Born in Venice in 1254, Marco Polo traveled with his father and uncle to Asia and chronicled his travels. He jocularly said, “I did not write half of what I saw, for I knew I would not be believed.” In this story, we explore his life as a sailor and bring to light some lesser-known facts about his seafarer. He left Asia when he was hardly seventeen years old, probably the youngest to take up a voyage of this magnitude and proportion.
The mother died when he was only five, and he met his father only when he was fifteen as the father and uncle were away on voyages. Two years later, he took the most important journey of his life, hardly knowing his co-travelers. He traveled to Central Asia and China when there were hardly any road maps or sea courses charted by man. When he returned from his journey.
He brought back memories of this world discovered and helped demystify the culture, language, and habits of Asia and China. His travel was not a bed of roses. He faced numerous hardships, some of which he mentioned in his memories. Though to many, it may seem he was the first to explore Asia and China. He wasn’t the first. Other European travelers had done it before him.
His father and uncle had traveled to China and met Kublai Khan, and this was a repeat of the journey to the kingdom. It is said that Kublai Khan was interested in learning about Christianity as he had heard a lot from the Polo family. The emperor wanted them to bring 100 Christians to discuss religion and the holy oil from Jerusalem. They managed to procure oil and took only Marco Polo with them.
Polo had left home at age 17 and didn’t return to Venice for 24 years. Over two decades, he traveled around 15,000 miles both on land along the Silk Road and by the sea coming across parts of Asia and, if some highly controversial maps are to be believed, visited parts of the Alaskan Coast. When he returned to Venice in 1295, he found them at war with Genoa and took up arms for his motherland.
He went to jail after a skirmish, and there he met a romantic writer Rustic hello of Pisa, to whom he narrated his tales of adventure. After that, the writer prepared a manuscript. It must be said that Marco Polo learned many languages on his trips. But he doesn’t mention Chinese as one of them.
Marco Polo is credited with introducing paper money to Europe. Kublai Khan already has done so in China. He encountered many animals during his travels and has brought. The chow breed of dogs, musk deer, and the yak hitherto unknown in Europe. During his travel, however, he found endless quantities of rare spices costing virtually nothing.

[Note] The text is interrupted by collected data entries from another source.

// ABOUTME: Pull progress engine: raw progress lines in, immutable Pull snapshots out.
// ABOUTME: Classifier, layer and pull state machines, correlator, and the async driver.

mod classify;
mod correlate;
mod driver;
mod error;
mod event;
mod layer;
mod lines;
mod manifest;
mod record;
mod session;
mod state;

pub use classify::{classify, classify_line};
pub use correlate::{correlate, find_tracked, ordered_layers};
pub use driver::{
    ByteStream, DriverOptions, SnapshotResult, SnapshotStream, read_chunks, replay, track,
};
pub use error::{ClassifyError, StreamError, StreamErrorKind, TransitionError};
pub use event::{
    ExtractDetail, FinalStatus, LayerEvent, LayerEventKind, Progress, PullEvent, human_size,
};
pub use layer::{Layer, LayerState};
pub use lines::LineFramer;
pub use manifest::{
    DaemonManifestSource, FileManifestSource, LayerDescriptor, Manifest, ManifestError,
    ManifestSource, ResolvedManifest, StaticManifest,
};
pub use record::{ErrorDetail, ProgressDetail, ProgressRecord};
pub use session::{PullRequest, SessionError, pull_simple, pull_with_state};
pub use state::{Pull, PullContext, PullStatus};
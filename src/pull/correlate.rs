// ABOUTME: Correlates full manifest layer digests with short progress-stream layer ids.
// ABOUTME: Tries successively longer digest prefixes until a tracked id matches.

use std::collections::BTreeMap;

use super::layer::Layer;
use super::manifest::{LayerDescriptor, Manifest};
use crate::types::{Digest, LayerId};

/// Find the tracked layer whose short id is a prefix of `digest`.
///
/// The prefix length is not fixed because runtimes shorten ids differently.
pub fn find_tracked<'a>(digest: &Digest, tracked: &'a BTreeMap<LayerId, Layer>) -> Option<&'a Layer> {
    let hex = digest.hex();
    (1..=hex.len()).find_map(|len| tracked.get(&hex[..len]))
}

/// Pair each manifest layer with its tracked layer, in manifest order.
///
/// Manifest layers that have not emitted any progress yet are left out.
pub fn correlate<'a>(
    manifest: &'a Manifest,
    tracked: &'a BTreeMap<LayerId, Layer>,
) -> Vec<(&'a LayerDescriptor, &'a Layer)> {
    manifest
        .layers
        .iter()
        .filter_map(|descriptor| {
            find_tracked(&descriptor.digest, tracked).map(|layer| (descriptor, layer))
        })
        .collect()
}

/// Tracked layers in manifest order.
pub fn ordered_layers<'a>(
    manifest: &'a Manifest,
    tracked: &'a BTreeMap<LayerId, Layer>,
) -> Vec<&'a Layer> {
    correlate(manifest, tracked)
        .into_iter()
        .map(|(_, layer)| layer)
        .collect()
}

#[cfg(test)]
mod tests {
    use super::*;
    use crate::pull::event::{LayerEvent, LayerEventKind};

    fn tracked(ids: &[&str]) -> BTreeMap<LayerId, Layer> {
        ids.iter()
            .map(|id| {
                let layer =
                    Layer::new(&LayerEvent::new(*id, LayerEventKind::PullingFsLayer)).unwrap();
                (LayerId::new(*id), layer)
            })
            .collect()
    }

    fn descriptor(digest: &str) -> LayerDescriptor {
        LayerDescriptor::new(Digest::parse(digest).unwrap(), 0)
    }

    #[test]
    fn twelve_char_prefix_lands_at_manifest_position() {
        let manifest = Manifest::new(vec![
            descriptor("sha256:1111111111111111aaaa"),
            descriptor("sha256:abcdef0123456789ffff"),
        ]);
        let layers = tracked(&["abcdef012345", "111111111111"]);

        let ordered = ordered_layers(&manifest, &layers);
        let ids: Vec<&str> = ordered.iter().map(|l| l.id().as_str()).collect();
        assert_eq!(ids, vec!["111111111111", "abcdef012345"]);
    }

    #[test]
    fn untracked_manifest_layers_are_omitted() {
        let manifest = Manifest::new(vec![
            descriptor("sha256:aaaaaaaaaaaaaaaa"),
            descriptor("sha256:bbbbbbbbbbbbbbbb"),
        ]);
        let layers = tracked(&["bbbbbbbbbbbb"]);

        let ordered = ordered_layers(&manifest, &layers);
        assert_eq!(ordered.len(), 1);
        assert_eq!(ordered[0].id().as_str(), "bbbbbbbbbbbb");
    }

    #[test]
    fn shorter_ids_still_match() {
        let manifest = Manifest::new(vec![descriptor("sha256:abcdef0123456789")]);
        let layers = tracked(&["abcdef01"]);
        assert!(find_tracked(&manifest.layers[0].digest, &layers).is_some());
    }
}
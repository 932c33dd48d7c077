// ABOUTME: Integration tests for registry credential resolution.
// ABOUTME: Docker config decoding, override precedence, and domain normalization.

use pullscope::auth::*;

mod docker_config_tests {
    use super::*;

    #[test]
    fn decodes_every_entry_form() {
        let auth = DockerConfigAuth::from_json(
            r#"{
                "auths": {
                    "https://index.docker.io/v1/": {"auth": "dXNlcjpwYXNz"},
                    "ghcr.io": {"username": "octo", "password": "token"},
                    "quay.io": {"identitytoken": "opaque"},
                    "empty.example.com": {}
                },
                "credsStore": "desktop"
            }"#,
        )
        .unwrap();
        assert_eq!(auth.len(), 3);

        let hub = auth.resolve("docker.io").unwrap();
        assert_eq!((hub.username.as_str(), hub.password.as_str()), ("user", "pass"));
        assert_eq!(hub.server.as_deref(), Some("https://index.docker.io/v1/"));

        let ghcr = auth.resolve("ghcr.io").unwrap();
        assert_eq!(ghcr.username, "octo");

        let quay = auth.resolve("quay.io").unwrap();
        assert_eq!(quay.identity_token.as_deref(), Some("opaque"));
        assert!(quay.password.is_empty());

        assert!(auth.resolve("empty.example.com").is_none());
    }

    #[test]
    fn password_may_contain_colons() {
        // "user:pa:ss"
        let auth = DockerConfigAuth::from_json(r#"{"auths":{"r.io":{"auth":"dXNlcjpwYTpzcw=="}}}"#)
            .unwrap();
        assert_eq!(auth.resolve("r.io").unwrap().password, "pa:ss");
    }

    #[test]
    fn invalid_auth_field_is_rejected() {
        let err = DockerConfigAuth::from_json(r#"{"auths":{"r.io":{"auth":"not base64!"}}}"#)
            .unwrap_err();
        assert!(matches!(err, AuthError::InvalidEntry { ref registry, .. } if registry == "r.io"));

        // "nocolon"
        let err = DockerConfigAuth::from_json(r#"{"auths":{"r.io":{"auth":"bm9jb2xvbg=="}}}"#)
            .unwrap_err();
        assert!(err.to_string().contains("user:password"));
    }

    #[test]
    fn malformed_json_is_a_parse_error() {
        assert!(matches!(
            DockerConfigAuth::from_json("{"),
            Err(AuthError::Parse(_))
        ));
    }

    #[test]
    fn config_without_auths_is_empty() {
        assert!(DockerConfigAuth::from_json("{}").unwrap().is_empty());
    }

    #[test]
    fn load_reads_file_and_reports_missing_path() {
        let dir = tempfile::tempdir().unwrap();
        let path = dir.path().join("config.json");
        assert!(matches!(
            DockerConfigAuth::load(&path),
            Err(AuthError::Read { .. })
        ));

        std::fs::write(&path, r#"{"auths":{"ghcr.io":{"auth":"dXNlcjpwYXNz"}}}"#).unwrap();
        assert_eq!(DockerConfigAuth::load(&path).unwrap().len(), 1);
    }

    #[test]
    fn default_path_honors_docker_config_env() {
        temp_env::with_var("DOCKER_CONFIG", Some("/etc/docker-client"), || {
            assert_eq!(
                DockerConfigAuth::default_path().unwrap(),
                std::path::PathBuf::from("/etc/docker-client/config.json")
            );
        });
    }

    #[test]
    fn missing_default_file_yields_no_credentials() {
        let dir = tempfile::tempdir().unwrap();
        temp_env::with_var("DOCKER_CONFIG", Some(dir.path()), || {
            assert!(DockerConfigAuth::load_default().unwrap().is_empty());
        });
    }
}

mod resolver_tests {
    use super::*;

    #[test]
    fn overrides_take_precedence_over_fallback() {
        let fallback = StaticAuth::new()
            .with("ghcr.io", RegistryAuth::new("stored", "old"))
            .with("quay.io", RegistryAuth::new("stored", "quay"));
        let overrides = StaticAuth::new().with("ghcr.io", RegistryAuth::new("ci", "new"));
        let resolver = OverridingAuth::new(overrides, fallback);

        assert_eq!(resolver.resolve("ghcr.io").unwrap().username, "ci");
        assert_eq!(resolver.resolve("quay.io").unwrap().password, "quay");
        assert!(resolver.resolve("docker.io").is_none());
    }

    #[test]
    fn static_auth_normalizes_keys() {
        let auth = StaticAuth::new().with("https://registry-1.docker.io/v2/", RegistryAuth::new("u", "p"));
        assert!(auth.resolve("docker.io").is_some());
        assert!(auth.resolve("index.docker.io").is_some());
    }

    #[test]
    fn no_auth_resolves_nothing() {
        assert!(NoAuth.resolve("docker.io").is_none());
    }

    #[test]
    fn header_carries_identity_token() {
        let auth = RegistryAuth {
            identity_token: Some("opaque".to_string()),
            server: Some("quay.io".to_string()),
            ..Default::default()
        };
        let header = auth.to_header().unwrap();
        assert!(!header.contains('+') && !header.contains('/'));

        use base64::Engine;
        let json = base64::engine::general_purpose::URL_SAFE.decode(header).unwrap();
        let value: serde_json::Value = serde_json::from_slice(&json).unwrap();
        assert_eq!(value["identitytoken"], "opaque");
        assert_eq!(value["serveraddress"], "quay.io");
        assert!(value.get("username").is_none());
    }
}
// ABOUTME: Runtime type definitions for Docker and Podman.
// ABOUTME: Includes the RuntimeType flavor enum and the detected RuntimeEndpoint.

use serde::{Deserialize, Serialize};
use std::str::FromStr;

/// The container runtime flavor that produces a progress stream.
#[derive(Debug, Clone, Copy, PartialEq, Eq, Hash, Default, Serialize, Deserialize)]
#[serde(rename_all = "lowercase")]
pub enum RuntimeType {
    #[default]
    Docker,
    Podman,
}

impl std::fmt::Display for RuntimeType {
    fn fmt(&self, f: &mut std::fmt::Formatter<'_>) -> std::fmt::Result {
        match self {
            RuntimeType::Docker => write!(f, "docker"),
            RuntimeType::Podman => write!(f, "podman"),
        }
    }
}

impl FromStr for RuntimeType {
    type Err = String;

    fn from_str(s: &str) -> Result<Self, Self::Err> {
        match s.trim().to_ascii_lowercase().as_str() {
            "docker" => Ok(RuntimeType::Docker),
            "podman" => Ok(RuntimeType::Podman),
            other => Err(format!(
                "unknown runtime '{}' (expected docker or podman)",
                other
            )),
        }
    }
}

/// A runtime socket and the flavor expected behind it.
#[derive(Debug, Clone, PartialEq, Eq)]
pub struct RuntimeEndpoint {
    /// The type of runtime detected.
    pub runtime_type: RuntimeType,
    /// Path to the runtime socket.
    pub socket_path: String,
}

/// Configuration for explicit runtime override.
#[derive(Debug, Clone, Default, PartialEq, Eq, Deserialize)]
pub struct RuntimeConfig {
    /// Explicit runtime type (overrides auto-detection).
    pub runtime: Option<RuntimeType>,
    /// Explicit socket path (overrides default).
    pub socket: Option<String>,
}
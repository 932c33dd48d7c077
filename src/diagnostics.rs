// ABOUTME: Diagnostics accumulator for non-fatal warnings during a pull.
// ABOUTME: Layer failures and fallback completions don't fail a pull but should be shown.

use crate::pull::{LayerState, Pull};

/// Collects non-fatal warnings while following a pull.
#[derive(Default)]
pub struct Diagnostics {
    warnings: Vec<Warning>,
}

impl Diagnostics {
    /// Record a warning, auto-logging it via tracing.
    pub fn warn(&mut self, warning: Warning) {
        tracing::warn!("{}", warning.message);
        self.warnings.push(warning);
    }

    /// Record what changed between two consecutive snapshots.
    pub fn observe(&mut self, previous: Option<&Pull>, current: &Pull) {
        for layer in current.errored_layers() {
            let newly_failed = previous
                .and_then(|p| p.layer(layer.id().as_str()))
                .is_none_or(|before| !matches!(before.state(), LayerState::Errored { .. }));
            if newly_failed {
                self.warn(Warning::layer_failed(format!(
                    "layer {} failed: {}",
                    layer.id(),
                    layer.describe()
                )));
            }
        }

        if current.is_synthesized() {
            self.warn(Warning::synthesized_completion(format!(
                "{} sent no final status; completion inferred from its layers",
                current.reference()
            )));
        }
    }

    /// Record that the stream closed without a terminal snapshot.
    pub fn stream_ended(&mut self, last: &Pull) {
        if !last.is_terminal() {
            self.warn(Warning::incomplete_stream(format!(
                "progress for {} ended while {}",
                last.reference(),
                last.describe().to_lowercase()
            )));
        }
    }

    /// Get all collected warnings.
    pub fn warnings(&self) -> &[Warning] {
        &self.warnings
    }
}

/// A non-fatal warning collected during a pull.
#[derive(Debug, Clone)]
pub struct Warning {
    pub kind: WarningKind,
    pub message: String,
}

impl Warning {
    pub fn layer_failed(message: impl Into<String>) -> Self {
        Self {
            kind: WarningKind::LayerFailed,
            message: message.into(),
        }
    }

    pub fn synthesized_completion(message: impl Into<String>) -> Self {
        Self {
            kind: WarningKind::SynthesizedCompletion,
            message: message.into(),
        }
    }

    pub fn incomplete_stream(message: impl Into<String>) -> Self {
        Self {
            kind: WarningKind::IncompleteStream,
            message: message.into(),
        }
    }
}

/// Categories of warnings that can occur during a pull.
#[derive(Debug, Clone, Copy, PartialEq, Eq)]
pub enum WarningKind {
    /// A layer reported an error; the pull itself carried on.
    LayerFailed,
    /// The daemon sent no final status and completion was inferred.
    SynthesizedCompletion,
    /// The stream closed before the pull reached a terminal state.
    IncompleteStream,
}
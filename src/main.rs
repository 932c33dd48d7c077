// ABOUTME: Entry point for the pullscope CLI application.
// ABOUTME: Parses arguments and dispatches to appropriate command handlers.

mod cli;
mod commands;

use clap::Parser;
use cli::{Cli, Commands};
use pullscope::config::{self, Config};
use pullscope::error::Result;
use pullscope::output::{Output, OutputMode};
use std::env;
use std::path::Path;
use tracing_subscriber::EnvFilter;

#[tokio::main]
async fn main() {
    let cli = Cli::parse();

    // Initialize tracing subscriber based on verbose flag
    let filter = if cli.verbose {
        EnvFilter::new("debug")
    } else {
        EnvFilter::new("warn")
    };
    tracing_subscriber::fmt()
        .with_env_filter(filter)
        .with_writer(std::io::stderr)
        .with_target(true)
        .init();

    let result = run(cli).await;

    if let Err(e) = result {
        eprintln!("Error: {e}");
        if let Some(hint) = e.hint() {
            eprintln!("Hint: {hint}");
        }
        std::process::exit(1);
    }
}

async fn run(cli: Cli) -> Result<()> {
    let cwd = env::current_dir()?;

    match cli.command {
        Commands::Init { force } => {
            let path = config::init_config(&cwd, force)?;
            println!("Created {}", path.display());
            Ok(())
        }
        Commands::Replay {
            file,
            manifest,
            digest,
            flavor,
            reference,
        } => {
            let (config, mut output) = load_config(&cwd, cli.output)?;
            let args = commands::ReplayArgs {
                file,
                manifest,
                digest,
                flavor,
                reference,
            };
            commands::replay(&config, args, &mut output).await
        }
        Commands::Pull {
            image,
            manifest,
            platform,
            timeout,
        } => {
            let (config, mut output) = load_config(&cwd, cli.output)?;
            let args = commands::PullArgs {
                image,
                manifest,
                platform,
                timeout,
            };
            commands::pull(&config, args, &mut output).await
        }
    }
}

/// Config from the working directory, with the output flag taking precedence.
fn load_config(cwd: &Path, mode: Option<OutputMode>) -> Result<(Config, Output)> {
    let config = Config::discover_or_default(cwd)?;
    let output = Output::new(mode.or(config.output).unwrap_or_default());
    Ok((config, output))
}
// ABOUTME: Runtime error types with SNAFU pattern.
// ABOUTME: Detection and connection failures, classified into kinds the CLI turns into hints.

use snafu::Snafu;

use super::detection::DetectionError;
use super::traits::RuntimeInfoError;

/// Failure to find or reach the container runtime.
#[derive(Debug, Snafu)]
#[snafu(visibility(pub))]
pub enum RuntimeError {
    #[snafu(display("runtime detection failed: {source}"))]
    Detection { source: DetectionError },

    #[snafu(display("runtime connection failed: {source}"))]
    Connection { source: RuntimeInfoError },
}

#[derive(Debug, Clone, Copy, PartialEq, Eq)]
pub enum RuntimeErrorKind {
    NoRuntimeFound,
    UnsupportedHost,
    ConnectionFailed,
    /// The daemon answered, but with an error.
    RuntimeOperation,
}

impl RuntimeErrorKind {
    /// What the user can do about it, when there is something to do.
    pub fn hint(self) -> Option<&'static str> {
        match self {
            Self::NoRuntimeFound => Some(
                "start Docker or Podman, or set `runtime`/`socket` in pullscope.yml",
            ),
            Self::UnsupportedHost => {
                Some("point DOCKER_HOST at a unix:// socket, or unset it")
            }
            Self::ConnectionFailed => {
                Some("check that the daemon is running and its socket is readable")
            }
            Self::RuntimeOperation => None,
        }
    }
}

impl From<&RuntimeInfoError> for RuntimeErrorKind {
    fn from(source: &RuntimeInfoError) -> Self {
        match source {
            RuntimeInfoError::ConnectionFailed(_) => Self::ConnectionFailed,
            RuntimeInfoError::Runtime(_) => Self::RuntimeOperation,
        }
    }
}

impl RuntimeError {
    pub fn kind(&self) -> RuntimeErrorKind {
        match self {
            RuntimeError::Detection {
                source: DetectionError::NoRuntimeFound,
            } => RuntimeErrorKind::NoRuntimeFound,
            RuntimeError::Detection {
                source: DetectionError::UnsupportedHost(_),
            } => RuntimeErrorKind::UnsupportedHost,
            RuntimeError::Connection { source } => source.into(),
        }
    }
}

impl From<DetectionError> for RuntimeError {
    fn from(source: DetectionError) -> Self {
        RuntimeError::Detection { source }
    }
}

impl From<RuntimeInfoError> for RuntimeError {
    fn from(source: RuntimeInfoError) -> Self {
        RuntimeError::Connection { source }
    }
}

And while he may not have ice cream to Europe either, sources suggest, he does describe an early power shake. The Mongols reportedly dried milk and, while riding, would add water to milk in a flash. Riding with flash would cause the mixture to churn, resulting in thick syrup. He believed in sorcery and evil spirits and has met several astrologers in the court of Kublai Khan. He has a sheep breed named after him.
Kublai Khan got so attracted to him that he refused to let him go back to his home, and after much convincing. The emperor allowed him to escort the prince and gave him a golden tablet, which would bring good luck. However, there were unending debates regarding the authenticity of tales. It must be said that Marco Polo did what very few adventure and his time at age.